■ Dataset entries ■

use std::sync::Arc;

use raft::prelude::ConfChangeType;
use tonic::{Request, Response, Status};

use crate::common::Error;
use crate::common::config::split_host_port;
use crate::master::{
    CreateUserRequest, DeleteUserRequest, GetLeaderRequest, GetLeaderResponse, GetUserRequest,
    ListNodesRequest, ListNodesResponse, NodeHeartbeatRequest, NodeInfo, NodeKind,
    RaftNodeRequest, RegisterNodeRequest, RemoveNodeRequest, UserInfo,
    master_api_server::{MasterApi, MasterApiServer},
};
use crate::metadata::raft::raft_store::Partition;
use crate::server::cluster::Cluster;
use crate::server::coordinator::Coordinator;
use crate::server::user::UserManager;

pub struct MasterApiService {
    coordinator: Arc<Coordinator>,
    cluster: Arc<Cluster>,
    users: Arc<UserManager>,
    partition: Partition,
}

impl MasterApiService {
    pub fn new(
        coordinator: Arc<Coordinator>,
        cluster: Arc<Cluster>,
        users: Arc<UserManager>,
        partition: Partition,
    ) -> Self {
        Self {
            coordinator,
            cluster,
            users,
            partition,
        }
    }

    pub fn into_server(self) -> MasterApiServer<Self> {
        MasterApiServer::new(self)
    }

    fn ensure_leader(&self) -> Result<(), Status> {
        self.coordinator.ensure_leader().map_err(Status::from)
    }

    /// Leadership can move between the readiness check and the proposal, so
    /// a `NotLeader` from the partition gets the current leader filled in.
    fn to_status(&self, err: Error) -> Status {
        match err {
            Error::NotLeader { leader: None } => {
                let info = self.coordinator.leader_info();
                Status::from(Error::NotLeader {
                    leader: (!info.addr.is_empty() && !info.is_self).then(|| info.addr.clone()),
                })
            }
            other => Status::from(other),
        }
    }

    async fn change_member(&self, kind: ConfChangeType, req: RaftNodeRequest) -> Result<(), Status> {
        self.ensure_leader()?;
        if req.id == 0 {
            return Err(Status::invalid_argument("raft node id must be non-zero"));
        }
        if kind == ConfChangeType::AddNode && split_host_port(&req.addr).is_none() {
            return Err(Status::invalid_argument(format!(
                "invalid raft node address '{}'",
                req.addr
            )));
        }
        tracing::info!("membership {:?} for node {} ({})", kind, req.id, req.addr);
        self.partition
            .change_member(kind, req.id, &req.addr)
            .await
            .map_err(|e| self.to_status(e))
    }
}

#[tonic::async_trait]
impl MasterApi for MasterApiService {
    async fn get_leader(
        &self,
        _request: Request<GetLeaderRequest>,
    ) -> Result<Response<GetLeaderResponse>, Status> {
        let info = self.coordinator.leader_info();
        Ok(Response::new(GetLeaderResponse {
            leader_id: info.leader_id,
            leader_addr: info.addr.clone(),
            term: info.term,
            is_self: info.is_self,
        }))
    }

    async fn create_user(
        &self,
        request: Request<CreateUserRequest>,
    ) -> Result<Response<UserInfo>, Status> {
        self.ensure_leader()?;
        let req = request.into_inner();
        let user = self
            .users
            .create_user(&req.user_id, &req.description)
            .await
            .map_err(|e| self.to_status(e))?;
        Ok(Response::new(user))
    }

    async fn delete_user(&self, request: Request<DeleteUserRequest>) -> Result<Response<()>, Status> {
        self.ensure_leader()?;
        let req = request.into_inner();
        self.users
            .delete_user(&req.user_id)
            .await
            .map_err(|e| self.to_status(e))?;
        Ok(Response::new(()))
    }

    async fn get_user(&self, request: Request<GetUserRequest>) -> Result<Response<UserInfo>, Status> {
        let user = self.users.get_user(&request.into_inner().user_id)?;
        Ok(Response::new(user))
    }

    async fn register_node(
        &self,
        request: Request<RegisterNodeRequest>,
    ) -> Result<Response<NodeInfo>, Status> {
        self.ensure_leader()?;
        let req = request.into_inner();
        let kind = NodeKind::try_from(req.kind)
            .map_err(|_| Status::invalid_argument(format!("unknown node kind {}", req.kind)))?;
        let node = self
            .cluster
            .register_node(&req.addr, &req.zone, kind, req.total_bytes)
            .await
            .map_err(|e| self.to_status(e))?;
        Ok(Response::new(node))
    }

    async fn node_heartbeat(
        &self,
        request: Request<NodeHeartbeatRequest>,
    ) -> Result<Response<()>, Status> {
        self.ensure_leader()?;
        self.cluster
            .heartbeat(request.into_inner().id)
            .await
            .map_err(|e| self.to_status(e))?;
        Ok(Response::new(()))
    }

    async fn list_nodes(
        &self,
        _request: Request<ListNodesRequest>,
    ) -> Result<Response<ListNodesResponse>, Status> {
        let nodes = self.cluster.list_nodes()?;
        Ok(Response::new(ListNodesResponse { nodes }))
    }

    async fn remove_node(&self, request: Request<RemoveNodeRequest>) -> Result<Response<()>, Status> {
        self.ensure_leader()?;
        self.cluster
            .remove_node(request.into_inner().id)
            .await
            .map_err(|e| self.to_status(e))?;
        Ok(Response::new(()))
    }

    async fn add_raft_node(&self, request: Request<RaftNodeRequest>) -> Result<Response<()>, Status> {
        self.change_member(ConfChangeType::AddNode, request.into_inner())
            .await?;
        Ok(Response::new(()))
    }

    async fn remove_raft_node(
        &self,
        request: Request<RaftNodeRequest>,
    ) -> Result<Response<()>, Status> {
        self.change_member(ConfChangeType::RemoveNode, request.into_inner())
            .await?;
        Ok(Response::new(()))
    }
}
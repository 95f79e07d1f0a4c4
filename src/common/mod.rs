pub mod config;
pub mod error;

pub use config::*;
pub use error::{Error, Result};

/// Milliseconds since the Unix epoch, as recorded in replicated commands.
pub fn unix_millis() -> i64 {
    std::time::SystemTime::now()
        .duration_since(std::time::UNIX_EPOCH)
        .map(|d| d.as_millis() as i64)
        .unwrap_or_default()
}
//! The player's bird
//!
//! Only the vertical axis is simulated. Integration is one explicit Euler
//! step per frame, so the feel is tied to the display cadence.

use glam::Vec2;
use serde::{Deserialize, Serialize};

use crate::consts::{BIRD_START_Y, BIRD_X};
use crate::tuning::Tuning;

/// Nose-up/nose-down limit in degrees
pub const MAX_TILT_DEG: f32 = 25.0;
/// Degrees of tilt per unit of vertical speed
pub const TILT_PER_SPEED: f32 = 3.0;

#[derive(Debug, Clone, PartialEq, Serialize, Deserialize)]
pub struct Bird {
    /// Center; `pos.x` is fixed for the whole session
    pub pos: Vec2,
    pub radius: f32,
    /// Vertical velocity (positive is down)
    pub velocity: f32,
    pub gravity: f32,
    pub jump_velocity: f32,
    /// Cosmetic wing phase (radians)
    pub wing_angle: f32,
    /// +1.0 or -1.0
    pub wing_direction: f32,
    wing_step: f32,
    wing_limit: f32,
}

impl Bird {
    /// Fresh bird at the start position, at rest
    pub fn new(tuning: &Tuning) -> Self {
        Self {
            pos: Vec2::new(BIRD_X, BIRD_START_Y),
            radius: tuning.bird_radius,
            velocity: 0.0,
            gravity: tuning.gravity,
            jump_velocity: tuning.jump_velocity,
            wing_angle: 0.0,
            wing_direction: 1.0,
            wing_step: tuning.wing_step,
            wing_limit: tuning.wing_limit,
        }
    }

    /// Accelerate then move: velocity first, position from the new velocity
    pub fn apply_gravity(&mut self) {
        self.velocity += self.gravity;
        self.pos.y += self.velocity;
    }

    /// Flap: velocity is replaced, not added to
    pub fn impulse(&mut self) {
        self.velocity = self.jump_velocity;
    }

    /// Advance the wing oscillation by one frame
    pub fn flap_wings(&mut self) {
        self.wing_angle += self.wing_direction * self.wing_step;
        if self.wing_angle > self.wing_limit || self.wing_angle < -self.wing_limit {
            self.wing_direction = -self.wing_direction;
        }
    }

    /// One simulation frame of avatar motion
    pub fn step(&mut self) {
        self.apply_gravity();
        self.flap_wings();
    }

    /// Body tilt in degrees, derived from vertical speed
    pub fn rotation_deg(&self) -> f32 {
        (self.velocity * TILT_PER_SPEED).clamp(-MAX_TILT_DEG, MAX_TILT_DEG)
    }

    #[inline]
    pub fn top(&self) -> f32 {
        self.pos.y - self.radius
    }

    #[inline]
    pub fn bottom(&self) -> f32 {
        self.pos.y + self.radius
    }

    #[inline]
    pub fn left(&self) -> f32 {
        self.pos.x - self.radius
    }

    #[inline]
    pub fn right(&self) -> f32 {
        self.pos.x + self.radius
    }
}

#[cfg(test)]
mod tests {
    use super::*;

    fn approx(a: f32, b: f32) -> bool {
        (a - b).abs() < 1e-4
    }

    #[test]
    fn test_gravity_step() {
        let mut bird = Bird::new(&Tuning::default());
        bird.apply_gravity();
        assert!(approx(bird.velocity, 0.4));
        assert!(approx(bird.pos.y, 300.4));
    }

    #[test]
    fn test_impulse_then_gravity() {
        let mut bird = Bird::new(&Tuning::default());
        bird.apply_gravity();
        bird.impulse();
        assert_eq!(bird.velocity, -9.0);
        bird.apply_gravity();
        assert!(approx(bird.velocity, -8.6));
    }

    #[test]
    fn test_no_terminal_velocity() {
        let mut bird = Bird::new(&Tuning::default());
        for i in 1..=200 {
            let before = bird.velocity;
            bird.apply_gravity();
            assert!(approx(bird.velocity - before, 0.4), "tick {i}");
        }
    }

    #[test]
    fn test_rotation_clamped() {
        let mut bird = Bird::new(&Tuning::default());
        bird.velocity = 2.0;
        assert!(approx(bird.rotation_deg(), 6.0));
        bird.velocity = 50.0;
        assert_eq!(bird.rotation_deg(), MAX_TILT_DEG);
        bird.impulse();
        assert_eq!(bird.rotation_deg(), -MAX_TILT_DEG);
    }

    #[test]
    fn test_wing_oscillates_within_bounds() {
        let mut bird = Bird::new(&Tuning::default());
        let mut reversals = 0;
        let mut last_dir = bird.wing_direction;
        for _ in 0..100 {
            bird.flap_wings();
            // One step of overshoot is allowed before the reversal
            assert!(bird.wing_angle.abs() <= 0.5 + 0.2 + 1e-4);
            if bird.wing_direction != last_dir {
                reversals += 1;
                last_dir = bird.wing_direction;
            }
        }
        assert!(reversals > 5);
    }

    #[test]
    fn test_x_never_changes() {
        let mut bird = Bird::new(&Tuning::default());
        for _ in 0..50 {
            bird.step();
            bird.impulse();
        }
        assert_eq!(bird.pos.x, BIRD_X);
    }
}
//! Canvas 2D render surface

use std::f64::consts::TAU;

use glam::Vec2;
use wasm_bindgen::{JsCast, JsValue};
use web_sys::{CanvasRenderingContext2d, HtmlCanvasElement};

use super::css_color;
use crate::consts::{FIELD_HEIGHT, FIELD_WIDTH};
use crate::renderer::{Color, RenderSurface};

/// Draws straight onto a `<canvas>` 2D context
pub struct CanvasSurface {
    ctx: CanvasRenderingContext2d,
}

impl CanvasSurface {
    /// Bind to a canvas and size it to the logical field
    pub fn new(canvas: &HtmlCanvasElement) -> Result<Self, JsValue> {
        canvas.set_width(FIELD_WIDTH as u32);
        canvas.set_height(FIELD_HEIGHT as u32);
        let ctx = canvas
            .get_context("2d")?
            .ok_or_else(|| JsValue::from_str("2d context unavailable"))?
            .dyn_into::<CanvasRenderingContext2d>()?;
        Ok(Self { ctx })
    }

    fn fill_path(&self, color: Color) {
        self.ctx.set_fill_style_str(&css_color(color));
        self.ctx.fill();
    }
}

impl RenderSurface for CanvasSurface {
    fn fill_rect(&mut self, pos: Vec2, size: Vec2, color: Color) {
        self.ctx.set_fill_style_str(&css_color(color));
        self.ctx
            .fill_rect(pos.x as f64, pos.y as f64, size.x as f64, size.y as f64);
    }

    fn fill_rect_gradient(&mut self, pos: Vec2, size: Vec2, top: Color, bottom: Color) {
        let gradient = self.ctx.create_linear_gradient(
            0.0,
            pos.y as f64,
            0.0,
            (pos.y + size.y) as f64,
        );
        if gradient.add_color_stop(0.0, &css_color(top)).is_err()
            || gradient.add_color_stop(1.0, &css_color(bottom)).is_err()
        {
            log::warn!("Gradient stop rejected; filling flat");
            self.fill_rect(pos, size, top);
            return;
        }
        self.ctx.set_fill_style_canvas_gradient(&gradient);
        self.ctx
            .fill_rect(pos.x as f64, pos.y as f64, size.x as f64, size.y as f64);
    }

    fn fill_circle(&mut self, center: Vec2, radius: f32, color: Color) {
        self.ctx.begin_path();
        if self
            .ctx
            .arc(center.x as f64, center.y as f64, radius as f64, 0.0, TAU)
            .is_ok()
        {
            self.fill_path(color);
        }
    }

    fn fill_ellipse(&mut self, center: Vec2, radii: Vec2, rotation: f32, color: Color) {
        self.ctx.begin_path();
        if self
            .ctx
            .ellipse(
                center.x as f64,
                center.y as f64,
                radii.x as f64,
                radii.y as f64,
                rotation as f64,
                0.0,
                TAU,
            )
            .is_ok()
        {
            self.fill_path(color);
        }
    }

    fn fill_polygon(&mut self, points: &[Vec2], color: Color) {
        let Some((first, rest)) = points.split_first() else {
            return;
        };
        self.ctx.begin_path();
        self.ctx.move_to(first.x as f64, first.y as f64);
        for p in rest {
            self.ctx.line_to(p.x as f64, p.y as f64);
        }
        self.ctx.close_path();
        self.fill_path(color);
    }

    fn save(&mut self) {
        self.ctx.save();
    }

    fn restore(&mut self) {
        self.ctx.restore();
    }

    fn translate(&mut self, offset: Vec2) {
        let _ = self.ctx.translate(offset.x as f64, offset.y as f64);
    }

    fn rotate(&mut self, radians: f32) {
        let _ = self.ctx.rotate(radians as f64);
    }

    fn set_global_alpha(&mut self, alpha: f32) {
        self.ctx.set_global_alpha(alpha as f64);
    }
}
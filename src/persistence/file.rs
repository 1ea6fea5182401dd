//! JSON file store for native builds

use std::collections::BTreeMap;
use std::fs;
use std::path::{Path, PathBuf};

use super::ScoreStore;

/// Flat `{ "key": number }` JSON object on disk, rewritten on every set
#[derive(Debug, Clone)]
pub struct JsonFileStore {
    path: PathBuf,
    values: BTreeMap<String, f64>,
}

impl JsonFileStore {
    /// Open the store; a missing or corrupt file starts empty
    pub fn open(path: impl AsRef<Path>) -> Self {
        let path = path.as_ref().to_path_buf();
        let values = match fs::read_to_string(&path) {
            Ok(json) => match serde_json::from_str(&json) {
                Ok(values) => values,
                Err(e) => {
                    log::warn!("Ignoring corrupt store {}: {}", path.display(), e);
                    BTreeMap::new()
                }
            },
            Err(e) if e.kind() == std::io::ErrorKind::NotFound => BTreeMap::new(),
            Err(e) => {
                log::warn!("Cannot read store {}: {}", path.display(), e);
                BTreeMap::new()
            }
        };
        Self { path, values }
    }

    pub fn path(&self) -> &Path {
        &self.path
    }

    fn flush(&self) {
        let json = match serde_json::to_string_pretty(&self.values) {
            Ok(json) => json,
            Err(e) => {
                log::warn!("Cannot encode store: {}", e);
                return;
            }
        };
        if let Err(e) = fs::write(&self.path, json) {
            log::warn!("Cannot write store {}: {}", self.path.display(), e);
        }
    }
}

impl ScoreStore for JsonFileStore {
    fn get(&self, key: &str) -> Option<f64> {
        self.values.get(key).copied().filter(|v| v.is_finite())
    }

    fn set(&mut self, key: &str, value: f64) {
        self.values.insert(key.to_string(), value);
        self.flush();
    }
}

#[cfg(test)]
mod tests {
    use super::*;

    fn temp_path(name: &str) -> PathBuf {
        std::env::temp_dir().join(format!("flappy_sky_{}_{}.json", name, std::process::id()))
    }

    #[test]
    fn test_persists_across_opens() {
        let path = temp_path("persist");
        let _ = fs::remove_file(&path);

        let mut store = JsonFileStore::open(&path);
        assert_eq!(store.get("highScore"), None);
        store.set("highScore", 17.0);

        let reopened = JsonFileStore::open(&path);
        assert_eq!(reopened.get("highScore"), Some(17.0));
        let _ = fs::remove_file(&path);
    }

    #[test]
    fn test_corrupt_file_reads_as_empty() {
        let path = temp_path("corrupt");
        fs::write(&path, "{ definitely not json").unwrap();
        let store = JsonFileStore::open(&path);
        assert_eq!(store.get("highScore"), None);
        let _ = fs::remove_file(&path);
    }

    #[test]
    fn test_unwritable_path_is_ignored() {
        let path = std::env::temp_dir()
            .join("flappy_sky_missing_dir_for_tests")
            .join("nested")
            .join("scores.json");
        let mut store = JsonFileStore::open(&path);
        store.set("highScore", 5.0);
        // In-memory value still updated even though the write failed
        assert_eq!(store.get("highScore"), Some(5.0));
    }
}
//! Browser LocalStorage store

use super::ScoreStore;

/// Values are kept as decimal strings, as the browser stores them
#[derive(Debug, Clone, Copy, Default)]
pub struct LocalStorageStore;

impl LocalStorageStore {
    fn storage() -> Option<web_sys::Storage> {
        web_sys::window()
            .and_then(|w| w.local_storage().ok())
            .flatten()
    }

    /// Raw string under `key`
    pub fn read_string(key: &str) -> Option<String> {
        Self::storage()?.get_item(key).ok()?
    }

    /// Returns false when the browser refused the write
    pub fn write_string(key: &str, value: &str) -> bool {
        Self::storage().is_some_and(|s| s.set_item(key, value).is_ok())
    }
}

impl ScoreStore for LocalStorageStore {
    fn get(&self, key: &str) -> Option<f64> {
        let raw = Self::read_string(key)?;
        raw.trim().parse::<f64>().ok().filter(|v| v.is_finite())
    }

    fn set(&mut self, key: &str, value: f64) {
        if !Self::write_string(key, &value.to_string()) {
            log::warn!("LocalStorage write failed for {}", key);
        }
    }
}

■ How to complete this task ■
Which lines of the listing above hold the word "config"? Copy each of them.

■ Task output ■
use crate::common::config::split_host_port;
pub mod config;
pub use config::*;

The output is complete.